Around the Nation Year in Review

Alright, well, Keith McMillan filed more than 12,000 words just for this part of the Around the Nation 2007 Year in Review. I’d be scared to count how many words he wrote this season, or just in the Year in Review. Or even to copy and paste them all back into Word and let Bill Gates do the work.

Yes, I know those of you who still write checks have been writing ‘2008’ without fail for some time now, but it takes a while to write 20,000 words.

So there were many, many memories included. (My former copy desk chief would ding me for repeating the adjective, but shoot, it’s 1 a.m. and I don’t work there anymore.) There were memories that I was glad to read about, and others I’d rather forget. (Hello? ’80s music anyone?) And it’s always good to get the retrospective/reality check on the preseason poll, our Kickoff predictions, and the like.

But no simple (hah!) column can fully wrap up the 2007 season. I mean, we didn’t even get to read about how Keith didn’t make it to Catholic in time to see his alma mater finish beating my alma mater back in September — a game which ended up being between teams that combined for 13 wins instead of what we thought might be more like five.

So certainly you have memories that we haven’t considered. Or ones we’ve forgotten. Or perhaps you just have a good story to make up and try to slip past us.

Whatever your reason, we throw the floor open for the final Around the Nation of the 2007 season. But nope of the 2008 year. There’s that copy editor again.

Where is Pacific’s football team?

D3football.com started hearing rumblings about Pacific starting football more than three years ago, saw an action plan shortly thereafter and a start date of 2007 was suggested.

But 2007, not to mention 2005, has come and gone, and the Boxers are still on the sidelines. Meanwhile, the Northwest Conference has found itself an affiliate member and will get an automatic bid in 2008, though Pacific, in Forest Grove, Ore., would have given it an automatic bid the moment it took the field.

As you recall, the NWC was not invited to the 2007 playoffs.

So where is Pacific? Catdomealumni.com, the Linfield fan site run by Ryan Carlson, decided to find out. Read their interview with Pacific athletic director Ken Schumann.

And who will be starting football? St. Scholastica, in Duluth, Minn., takes the field this fall, with Castleton State, in Castleton, Vt., in 2009. Lake Erie and Lincoln are also starting football but are leaving Division III for Division II.

Text messaging banned

It’s Monday at the NCAA convention, the day in which Division III member schools vote on the various legislative proposals.

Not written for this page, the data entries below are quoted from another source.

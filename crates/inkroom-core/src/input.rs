//! Pointer input in canvas coordinates.
//!
//! Mouse, pen and touch all arrive as the same [`PointerEvent`]; the only
//! thing that differs between them is where the display-space position came
//! from, and [`CanvasMapping`] turns that into canvas space.

use kurbo::{Point, Rect};
use serde::{Deserialize, Serialize};

/// Unified pointer event, positions already in canvas space.
#[derive(Debug, Clone, Copy, PartialEq, Serialize, Deserialize)]
pub enum PointerEvent {
    /// Button pressed or finger touched down.
    Down { position: Point },
    /// Pointer moved.
    Move { position: Point },
    /// Button released or finger lifted.
    Up,
    /// Pointer left the canvas. Ends a stroke like `Up`.
    Leave,
}

impl PointerEvent {
    pub fn down(position: Point) -> Self {
        Self::Down { position }
    }

    pub fn moved(position: Point) -> Self {
        Self::Move { position }
    }
}

/// Maps display-space positions onto the canvas backing store.
///
/// The canvas may be shown at a different size than its pixel dimensions;
/// positions are scaled by `canvas / display` on each axis.
#[derive(Debug, Clone, Copy, PartialEq)]
pub struct CanvasMapping {
    /// Canvas size in pixels.
    pub canvas_width: f64,
    pub canvas_height: f64,
    /// Where the canvas is shown, in display coordinates.
    pub display: Rect,
}

impl CanvasMapping {
    pub fn new(canvas_width: u32, canvas_height: u32, display: Rect) -> Self {
        Self {
            canvas_width: canvas_width as f64,
            canvas_height: canvas_height as f64,
            display,
        }
    }

    /// Identity mapping for a canvas shown at its natural size at the origin.
    pub fn identity(canvas_width: u32, canvas_height: u32) -> Self {
        Self::new(
            canvas_width,
            canvas_height,
            Rect::new(0.0, 0.0, canvas_width as f64, canvas_height as f64),
        )
    }

    /// Convert a display-space position to canvas space. A zero-sized
    /// display rect maps everything to the origin.
    pub fn to_canvas(&self, client: Point) -> Point {
        let (w, h) = (self.display.width(), self.display.height());
        if w <= 0.0 || h <= 0.0 {
            return Point::ZERO;
        }
        Point::new(
            (client.x - self.display.x0) * self.canvas_width / w,
            (client.y - self.display.y0) * self.canvas_height / h,
        )
    }

    /// Build a pointer event from display-space input.
    pub fn down(&self, client: Point) -> PointerEvent {
        PointerEvent::down(self.to_canvas(client))
    }

    pub fn moved(&self, client: Point) -> PointerEvent {
        PointerEvent::moved(self.to_canvas(client))
    }
}
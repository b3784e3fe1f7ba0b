//! WebSocket connection to the room server.
//!
//! The connection runs on a background thread and is polled from the UI
//! thread, so pointer handling never blocks on the network. When the socket
//! drops it reconnects with exponential backoff; what to resend after a
//! reconnect is up to the caller (see [`crate::Whiteboard`]).

use crate::protocol::ServerMessage;
use std::time::Duration;
use thiserror::Error;

/// First reconnect delay.
pub const INITIAL_BACKOFF: Duration = Duration::from_millis(500);
/// Reconnect delay ceiling.
pub const MAX_BACKOFF: Duration = Duration::from_secs(10);

/// Connection errors.
#[derive(Debug, Error)]
pub enum ConnectionError {
    #[error("Invalid URL: {0}")]
    InvalidUrl(#[from] url::ParseError),
    #[error("Invalid WebSocket URL scheme: {0}")]
    Scheme(String),
    #[error("Already connected")]
    AlreadyConnected,
    #[error("Not connected")]
    NotConnected,
}

/// Connection state
#[derive(Debug, Clone, Copy, PartialEq, Eq)]
pub enum ConnectionState {
    Disconnected,
    Connecting,
    Connected,
    Reconnecting,
}

/// Events from the connection thread.
#[derive(Debug, Clone, PartialEq)]
pub enum ConnectionEvent {
    /// Socket (re)established
    Connected,
    /// Socket lost; a reconnect will follow unless the client disconnected
    Disconnected,
    /// Waiting before the next connection attempt
    Reconnecting { attempt: u32, delay: Duration },
    /// Decoded frame from the server
    Message(ServerMessage),
}

/// Exponential reconnect backoff.
#[derive(Debug, Clone)]
pub struct Backoff {
    initial: Duration,
    max: Duration,
    attempt: u32,
}

impl Default for Backoff {
    fn default() -> Self {
        Self::new(INITIAL_BACKOFF, MAX_BACKOFF)
    }
}

impl Backoff {
    pub fn new(initial: Duration, max: Duration) -> Self {
        Self {
            initial,
            max,
            attempt: 0,
        }
    }

    /// Attempts made since the last reset.
    pub fn attempt(&self) -> u32 {
        self.attempt
    }

    /// Delay before the next attempt; doubles each call up to the ceiling.
    pub fn next_delay(&mut self) -> Duration {
        let factor = 2u32.saturating_pow(self.attempt.min(16));
        self.attempt = self.attempt.saturating_add(1);
        self.initial.saturating_mul(factor).min(self.max)
    }

    pub fn reset(&mut self) {
        self.attempt = 0;
    }
}

/// Check that a URL is a usable WebSocket endpoint.
pub fn validate_ws_url(url: &str) -> Result<url::Url, ConnectionError> {
    let parsed = url::Url::parse(url)?;
    match parsed.scheme() {
        "ws" | "wss" => Ok(parsed),
        other => Err(ConnectionError::Scheme(other.to_string())),
    }
}

/// Characters of an outgoing frame shown in debug logs.
#[cfg(not(target_arch = "wasm32"))]
const LOG_PREVIEW_CHARS: usize = 100;

/// First `max_chars` characters of `text`, cut on a character boundary.
#[cfg(not(target_arch = "wasm32"))]
fn log_preview(text: &str, max_chars: usize) -> &str {
    match text.char_indices().nth(max_chars) {
        Some((end, _)) => &text[..end],
        None => text,
    }
}

// ============================================================================
// Native WebSocket Client
// ============================================================================

#[cfg(not(target_arch = "wasm32"))]
mod native_client {
    use super::*;
    use crate::protocol::decode_server;
    use std::net::TcpStream;
    use std::sync::mpsc::{Receiver, RecvTimeoutError, Sender, TryRecvError, channel};
    use std::thread::{self, JoinHandle};
    use std::time::Instant;
    use tungstenite::stream::MaybeTlsStream;
    use tungstenite::{Message, WebSocket, connect};

    /// Commands sent to the WebSocket thread.
    enum WsCommand {
        Send(String),
        Close,
    }

    /// Why a connected session ended.
    enum SessionEnd {
        /// The client asked to close.
        Closed,
        /// The socket failed or the server went away.
        Lost,
    }

    /// WebSocket client for native platforms.
    ///
    /// Uses a background thread for non-blocking operation.
    pub struct NativeWebSocket {
        state: ConnectionState,
        events: Vec<ConnectionEvent>,
        /// Channel to send commands to the WebSocket thread.
        cmd_tx: Option<Sender<WsCommand>>,
        /// Channel to receive events from the WebSocket thread.
        event_rx: Option<Receiver<ConnectionEvent>>,
        /// Handle to the WebSocket thread.
        _thread: Option<JoinHandle<()>>,
    }

    impl NativeWebSocket {
        /// Create a new disconnected WebSocket client.
        pub fn new() -> Self {
            Self {
                state: ConnectionState::Disconnected,
                events: Vec::new(),
                cmd_tx: None,
                event_rx: None,
                _thread: None,
            }
        }

        /// Connect to a WebSocket server, reconnecting with `backoff` until
        /// [`disconnect`](Self::disconnect) is called.
        pub fn connect(&mut self, url: &str, backoff: Backoff) -> Result<(), ConnectionError> {
            if self.cmd_tx.is_some() {
                return Err(ConnectionError::AlreadyConnected);
            }
            validate_ws_url(url)?;

            self.state = ConnectionState::Connecting;

            let (cmd_tx, cmd_rx) = channel::<WsCommand>();
            let (event_tx, event_rx) = channel::<ConnectionEvent>();
            let url = url.to_string();

            let handle = thread::spawn(move || run(url, backoff, cmd_rx, event_tx));

            self.cmd_tx = Some(cmd_tx);
            self.event_rx = Some(event_rx);
            self._thread = Some(handle);

            Ok(())
        }

        /// Disconnect from the server and stop reconnecting.
        pub fn disconnect(&mut self) {
            if let Some(tx) = self.cmd_tx.take() {
                let _ = tx.send(WsCommand::Close);
            }
            self.event_rx = None;
            self._thread = None;
            self.state = ConnectionState::Disconnected;
        }

        /// Queue a text frame. Frames queued while the socket is down are
        /// dropped; the next join bootstraps from a snapshot anyway.
        pub fn send(&self, msg: &str) -> Result<(), ConnectionError> {
            match self.cmd_tx {
                Some(ref tx) => tx
                    .send(WsCommand::Send(msg.to_string()))
                    .map_err(|_| ConnectionError::NotConnected),
                None => Err(ConnectionError::NotConnected),
            }
        }

        /// Poll for pending events (non-blocking).
        pub fn poll_events(&mut self) -> Vec<ConnectionEvent> {
            if let Some(ref rx) = self.event_rx {
                while let Ok(event) = rx.try_recv() {
                    match &event {
                        ConnectionEvent::Connected => self.state = ConnectionState::Connected,
                        ConnectionEvent::Disconnected | ConnectionEvent::Reconnecting { .. } => {
                            self.state = ConnectionState::Reconnecting
                        }
                        ConnectionEvent::Message(_) => {}
                    }
                    self.events.push(event);
                }
            }

            std::mem::take(&mut self.events)
        }

        /// Get current connection state.
        pub fn state(&self) -> ConnectionState {
            self.state
        }

        /// Check if connected.
        pub fn is_connected(&self) -> bool {
            self.state == ConnectionState::Connected
        }
    }

    impl Default for NativeWebSocket {
        fn default() -> Self {
            Self::new()
        }
    }

    impl Drop for NativeWebSocket {
        fn drop(&mut self) {
            self.disconnect();
        }
    }

    /// Connection thread body: connect, pump, back off, repeat.
    fn run(
        url: String,
        mut backoff: Backoff,
        cmd_rx: Receiver<WsCommand>,
        event_tx: Sender<ConnectionEvent>,
    ) {
        loop {
            log::info!("WebSocket thread: connecting to {}", url);
            match connect(url.as_str()) {
                Ok((mut socket, response)) => {
                    log::info!("WebSocket connected, status: {}", response.status());
                    backoff.reset();
                    configure_timeouts(&mut socket);
                    if event_tx.send(ConnectionEvent::Connected).is_err() {
                        return;
                    }
                    match pump(&mut socket, &cmd_rx, &event_tx) {
                        SessionEnd::Closed => {
                            log::info!("WebSocket thread exiting");
                            return;
                        }
                        SessionEnd::Lost => {
                            if event_tx.send(ConnectionEvent::Disconnected).is_err() {
                                return;
                            }
                        }
                    }
                }
                Err(e) => log::warn!("WebSocket connection failed: {}", e),
            }

            let delay = backoff.next_delay();
            let attempt = backoff.attempt();
            if event_tx
                .send(ConnectionEvent::Reconnecting { attempt, delay })
                .is_err()
            {
                return;
            }
            if !wait_for_retry(&cmd_rx, delay) {
                log::info!("WebSocket thread exiting");
                return;
            }
        }
    }

    /// Short read timeout so the loop can interleave reads and writes.
    fn configure_timeouts(socket: &mut WebSocket<MaybeTlsStream<TcpStream>>) {
        match socket.get_mut() {
            MaybeTlsStream::Plain(tcp) => {
                let _ = tcp.set_read_timeout(Some(Duration::from_millis(50)));
                let _ = tcp.set_write_timeout(Some(Duration::from_secs(5)));
            }
            #[allow(unreachable_patterns)]
            _ => {
                log::debug!("TLS or other stream - using default timeout handling");
            }
        }
    }

    fn pump(
        socket: &mut WebSocket<MaybeTlsStream<TcpStream>>,
        cmd_rx: &Receiver<WsCommand>,
        event_tx: &Sender<ConnectionEvent>,
    ) -> SessionEnd {
        loop {
            // Drain commands (non-blocking)
            loop {
                match cmd_rx.try_recv() {
                    Ok(WsCommand::Send(msg)) => {
                        let preview = log_preview(&msg, LOG_PREVIEW_CHARS);
                        log::debug!("WebSocket sending: {}", preview);
                        if let Err(e) = socket.send(Message::Text(msg)) {
                            log::error!("WebSocket send error: {}", e);
                            return SessionEnd::Lost;
                        }
                    }
                    Ok(WsCommand::Close) => {
                        log::info!("WebSocket close requested");
                        let _ = socket.close(None);
                        return SessionEnd::Closed;
                    }
                    Err(TryRecvError::Disconnected) => {
                        log::info!("WebSocket command channel disconnected");
                        let _ = socket.close(None);
                        return SessionEnd::Closed;
                    }
                    Err(TryRecvError::Empty) => break,
                }
            }

            match socket.read() {
                Ok(Message::Text(txt)) => match decode_server(&txt) {
                    Ok(msg) => {
                        if event_tx.send(ConnectionEvent::Message(msg)).is_err() {
                            return SessionEnd::Closed;
                        }
                    }
                    Err(e) => log::warn!("Failed to parse server message: {}", e),
                },
                Ok(Message::Ping(data)) => {
                    let _ = socket.send(Message::Pong(data));
                }
                Ok(Message::Close(_)) => {
                    log::info!("WebSocket received close frame");
                    return SessionEnd::Lost;
                }
                Ok(_) => {}
                Err(tungstenite::Error::Io(ref e))
                    if e.kind() == std::io::ErrorKind::WouldBlock
                        || e.kind() == std::io::ErrorKind::TimedOut =>
                {
                    continue;
                }
                Err(e) => {
                    log::error!("WebSocket read error: {}", e);
                    return SessionEnd::Lost;
                }
            }
        }
    }

    /// Sleep for `delay` while still honouring a close request. Frames sent
    /// in the meantime are discarded. Returns false when the thread should
    /// exit.
    fn wait_for_retry(cmd_rx: &Receiver<WsCommand>, delay: Duration) -> bool {
        let deadline = Instant::now() + delay;
        loop {
            let remaining = deadline.saturating_duration_since(Instant::now());
            if remaining.is_zero() {
                return true;
            }
            match cmd_rx.recv_timeout(remaining) {
                Ok(WsCommand::Send(_)) => log::debug!("Dropping frame while disconnected"),
                Ok(WsCommand::Close) | Err(RecvTimeoutError::Disconnected) => return false,
                Err(RecvTimeoutError::Timeout) => return true,
            }
        }
    }
}

#[cfg(not(target_arch = "wasm32"))]
pub use native_client::NativeWebSocket;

It’s not a day in which they will vote on whether to split into two divisions. We have at least another year before that happens, and perhaps more, since we’ve heard discussion that it may be delayed from its planned 2009 convention date. But there are other proposals on the docket as well that will have an impact on Division III.

Division III members voted overwhelmingly to ban text messaging to prospective recruits. Or, more specifically, they voted to limit electronic transmission of correspondence with recruits to e-mail and faxes. So, no text messages, no Facebook/MySpace, no IMs, etc. It passed by a vote of 362-72 with two abstentions, with good turnout from Division III schools.

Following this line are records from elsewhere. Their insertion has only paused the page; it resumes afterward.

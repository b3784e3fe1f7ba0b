//! Server side of one client connection.
//!
//! The session owns room membership for its connection. It checks that
//! inbound events belong to the joined room, runs snapshots and clears
//! through the registry and publishes whatever was accepted.

use std::sync::Arc;

use inkroom_core::protocol::{
    CanvasSnapshot, ClearCanvas, ClientMessage, ServerMessage, StrokeDelta, decode_client,
    normalize_room_code,
};
use tokio::time::Instant;
use tracing::{debug, info, warn};
use uuid::Uuid;

use crate::hub::{BroadcastHub, OutboundQueue};
use crate::registry::Member;

pub struct ClientSession {
    id: Uuid,
    name: String,
    hub: BroadcastHub,
    queue: Arc<OutboundQueue>,
    room: Option<String>,
    last_seen: Instant,
}

impl ClientSession {
    pub fn new(
        id: Uuid,
        name: impl Into<String>,
        hub: BroadcastHub,
        queue: Arc<OutboundQueue>,
    ) -> Self {
        Self {
            id,
            name: name.into(),
            hub,
            queue,
            room: None,
            last_seen: Instant::now(),
        }
    }

    pub fn id(&self) -> Uuid {
        self.id
    }

    pub fn name(&self) -> &str {
        &self.name
    }

    pub fn room(&self) -> Option<&str> {
        self.room.as_deref()
    }

    pub fn queue(&self) -> &Arc<OutboundQueue> {
        &self.queue
    }

    pub fn last_seen(&self) -> Instant {
        self.last_seen
    }

    /// Record inbound traffic.
    pub fn touch(&mut self) {
        self.last_seen = Instant::now();
    }

    /// Handle a text frame. Malformed frames are logged and dropped.
    pub fn handle_text(&mut self, text: &str) {
        match decode_client(text) {
            Ok(msg) => self.handle(msg),
            Err(e) => warn!("Invalid message from {}: {}", self.id, e),
        }
    }

    pub fn handle(&mut self, msg: ClientMessage) {
        match msg {
            ClientMessage::JoinRoom { room_code } => self.join(&room_code),
            ClientMessage::LeaveRoom => self.leave(),
            ClientMessage::StrokeDelta(delta) => self.stroke(delta),
            ClientMessage::CanvasSnapshot(snapshot) => self.snapshot(snapshot),
            ClientMessage::ClearCanvas(clear) => self.clear(clear),
        }
    }

    /// Release membership when the connection goes away.
    pub fn on_disconnect(&mut self) {
        self.leave();
    }

    fn join(&mut self, code: &str) {
        let Some(code) = normalize_room_code(code) else {
            warn!("Peer {} sent an invalid room code", self.id);
            return;
        };
        let rejoin = self.room.as_deref() == Some(code.as_str());
        if !rejoin {
            self.leave();
        }

        let member = Member::new(self.id, self.name.clone(), self.queue.clone());
        let boot = self.hub.registry().join(&code, member);
        let joined = ServerMessage::Joined {
            room_code: code.clone(),
            raster: boot.snapshot,
            sequence: boot.sequence,
            generation: boot.generation,
            peer_count: boot.peer_count,
        };
        self.hub.send_to(&self.queue, &joined);

        if !rejoin {
            let announce = ServerMessage::PeerJoined {
                peer_id: self.id.to_string(),
                name: self.name.clone(),
            };
            self.hub.publish(&code, &announce, Some(self.id));
            info!("Peer {} ({}) joined room {}", self.id, self.name, code);
        }
        self.room = Some(code);
    }

    fn leave(&mut self) {
        let Some(code) = self.room.take() else {
            return;
        };
        if self.hub.registry().leave(&code, self.id) {
            let left = ServerMessage::PeerLeft {
                peer_id: self.id.to_string(),
            };
            self.hub.publish(&code, &left, Some(self.id));
        }
        info!("Peer {} left room {}", self.id, code);
    }

    /// The joined room if `room_code` names it.
    fn joined_room(&self, room_code: &str, kind: &str) -> Option<String> {
        match self.room.as_deref() {
            Some(room) if room == room_code => Some(room.to_string()),
            _ => {
                debug!(
                    "Ignoring {} from {} for room {:?} (joined {:?})",
                    kind, self.id, room_code, self.room
                );
                None
            }
        }
    }

    fn stroke(&self, delta: StrokeDelta) {
        let Some(room) = self.joined_room(&delta.room_code, "stroke-delta") else {
            return;
        };
        let relayed = ServerMessage::StrokeDelta {
            from: self.id.to_string(),
            delta,
        };
        self.hub.publish(&room, &relayed, Some(self.id));
    }

    fn snapshot(&self, snapshot: CanvasSnapshot) {
        let Some(room) = self.joined_room(&snapshot.room_code, "canvas-snapshot") else {
            return;
        };
        let accepted = self.hub.registry().apply_snapshot(
            &room,
            snapshot.raster.clone(),
            snapshot.sequence,
            snapshot.generation,
        );
        if accepted {
            debug!(
                "Room {} advanced to {}/{} by {}",
                room, snapshot.generation, snapshot.sequence, self.id
            );
            // the sender gets its own snapshot back as the acknowledgement
            let relayed = ServerMessage::CanvasSnapshot {
                from: self.id.to_string(),
                snapshot,
            };
            self.hub.publish(&room, &relayed, None);
        }
    }

    fn clear(&self, clear: ClearCanvas) {
        let Some(room) = self.joined_room(&clear.room_code, "clear-canvas") else {
            return;
        };
        if self.hub.registry().apply_clear(&room, clear.generation) {
            info!(
                "Room {} cleared to generation {} by {}",
                room, clear.generation, self.id
            );
            let relayed = ServerMessage::ClearCanvas {
                from: self.id.to_string(),
                clear,
            };
            self.hub.publish(&room, &relayed, Some(self.id));
        }
    }
}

A proposal to allow student-athletes to work at schools’ camps passed overwhelmingly as well, 425-13 with two abstentions.

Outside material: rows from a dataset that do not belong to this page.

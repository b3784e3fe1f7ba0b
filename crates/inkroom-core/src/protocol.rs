//! Room-broadcast wire messages.
//!
//! Every frame is a JSON text message tagged by `type`:
//! ```json
//! { "type": "join-room", "roomCode": "AB12" }
//! { "type": "stroke-delta", "roomCode": "AB12", "prevX": 10, "prevY": 10,
//!   "currX": 12, "currY": 10, "color": "#000000", "width": 5, "tool": "pen",
//!   "generation": 0 }
//! { "type": "canvas-snapshot", "roomCode": "AB12", "raster": "data:image/png;base64,...",
//!   "sequence": 1, "generation": 0 }
//! { "type": "clear-canvas", "roomCode": "AB12", "generation": 1 }
//! ```
//! The server relays events with an extra `from` field naming the sender.

use crate::brush::{BrushColor, Tool};
use kurbo::Point;
use serde::{Deserialize, Serialize};
use thiserror::Error;

/// Longest accepted room code, in characters.
pub const MAX_ROOM_CODE_LEN: usize = 64;

/// Protocol errors.
#[derive(Debug, Error)]
pub enum ProtocolError {
    #[error("Malformed message: {0}")]
    Json(#[from] serde_json::Error),
}

/// Trim a room code and check it is usable. Returns `None` for empty,
/// oversized or control-character codes.
pub fn normalize_room_code(code: &str) -> Option<String> {
    let code = code.trim();
    if code.is_empty()
        || code.chars().count() > MAX_ROOM_CODE_LEN
        || code.chars().any(char::is_control)
    {
        return None;
    }
    Some(code.to_string())
}

/// One incremental line segment of an in-progress stroke.
#[derive(Debug, Clone, PartialEq, Serialize, Deserialize)]
#[serde(rename_all = "camelCase")]
pub struct StrokeDelta {
    pub room_code: String,
    pub prev_x: f64,
    pub prev_y: f64,
    pub curr_x: f64,
    pub curr_y: f64,
    pub color: BrushColor,
    pub width: f64,
    pub tool: Tool,
    /// Generation the sender believed was current.
    pub generation: u64,
}

impl StrokeDelta {
    pub fn from_point(&self) -> Point {
        Point::new(self.prev_x, self.prev_y)
    }

    pub fn to_point(&self) -> Point {
        Point::new(self.curr_x, self.curr_y)
    }
}

/// Full authoritative surface at a point in time.
#[derive(Debug, Clone, PartialEq, Eq, Serialize, Deserialize)]
#[serde(rename_all = "camelCase")]
pub struct CanvasSnapshot {
    pub room_code: String,
    /// PNG data URL. Opaque to the server.
    pub raster: String,
    pub sequence: u64,
    pub generation: u64,
}

/// Blanks the surface and fences out older stroke deltas.
#[derive(Debug, Clone, PartialEq, Eq, Serialize, Deserialize)]
#[serde(rename_all = "camelCase")]
pub struct ClearCanvas {
    pub room_code: String,
    /// The new generation.
    pub generation: u64,
}

/// Messages sent to the server.
#[derive(Debug, Clone, PartialEq, Serialize, Deserialize)]
#[serde(tag = "type", rename_all = "kebab-case")]
pub enum ClientMessage {
    /// Join (or switch to) a room
    #[serde(rename_all = "camelCase")]
    JoinRoom { room_code: String },
    /// Leave the current room
    LeaveRoom,
    StrokeDelta(StrokeDelta),
    CanvasSnapshot(CanvasSnapshot),
    ClearCanvas(ClearCanvas),
}

/// Messages sent by the server.
#[derive(Debug, Clone, PartialEq, Serialize, Deserialize)]
#[serde(tag = "type", rename_all = "kebab-case")]
pub enum ServerMessage {
    /// Bootstrap state for a join. A missing raster means a blank canvas.
    #[serde(rename_all = "camelCase")]
    Joined {
        room_code: String,
        #[serde(default, skip_serializing_if = "Option::is_none")]
        raster: Option<String>,
        sequence: u64,
        generation: u64,
        peer_count: usize,
    },
    #[serde(rename_all = "camelCase")]
    PeerJoined { peer_id: String, name: String },
    #[serde(rename_all = "camelCase")]
    PeerLeft { peer_id: String },
    StrokeDelta {
        from: String,
        #[serde(flatten)]
        delta: StrokeDelta,
    },
    CanvasSnapshot {
        from: String,
        #[serde(flatten)]
        snapshot: CanvasSnapshot,
    },
    ClearCanvas {
        from: String,
        #[serde(flatten)]
        clear: ClearCanvas,
    },
}

impl ServerMessage {
    /// Stroke deltas are a best-effort live preview and may be shed under
    /// load; every other message must reach the client.
    pub fn is_droppable(&self) -> bool {
        matches!(self, ServerMessage::StrokeDelta { .. })
    }
}

/// Encode a message as a JSON text frame.
pub fn encode<T: Serialize>(msg: &T) -> Result<String, ProtocolError> {
    Ok(serde_json::to_string(msg)?)
}

/// Decode a client frame.
pub fn decode_client(text: &str) -> Result<ClientMessage, ProtocolError> {
    Ok(serde_json::from_str(text)?)
}

/// Decode a server frame.
pub fn decode_server(text: &str) -> Result<ServerMessage, ProtocolError> {
    Ok(serde_json::from_str(text)?)
}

Further proposals of note got voted down, then withdrawn. A proposal to allow provisional Division III members to be counted toward meeting a league’s seven-member automatic bid requirements failed 252-185-7. This was a proposed amendment to another proposal that was then withdrawn. Another proposal, to lift the ban on new single-sport conferences, was pulled from the agenda. This primarily affects women’s ice hockey but could have a football impact as well.

There’s more news that primarily affects basketball, which we’ve covered in the D3hoops.com Daily Dose.

It’s important to note that, while many people assume that rules in Division III come down from the NCAA national office as if engraved on stone tablets, in fact Division III schools vote on all legislation and the membership shapes the rules.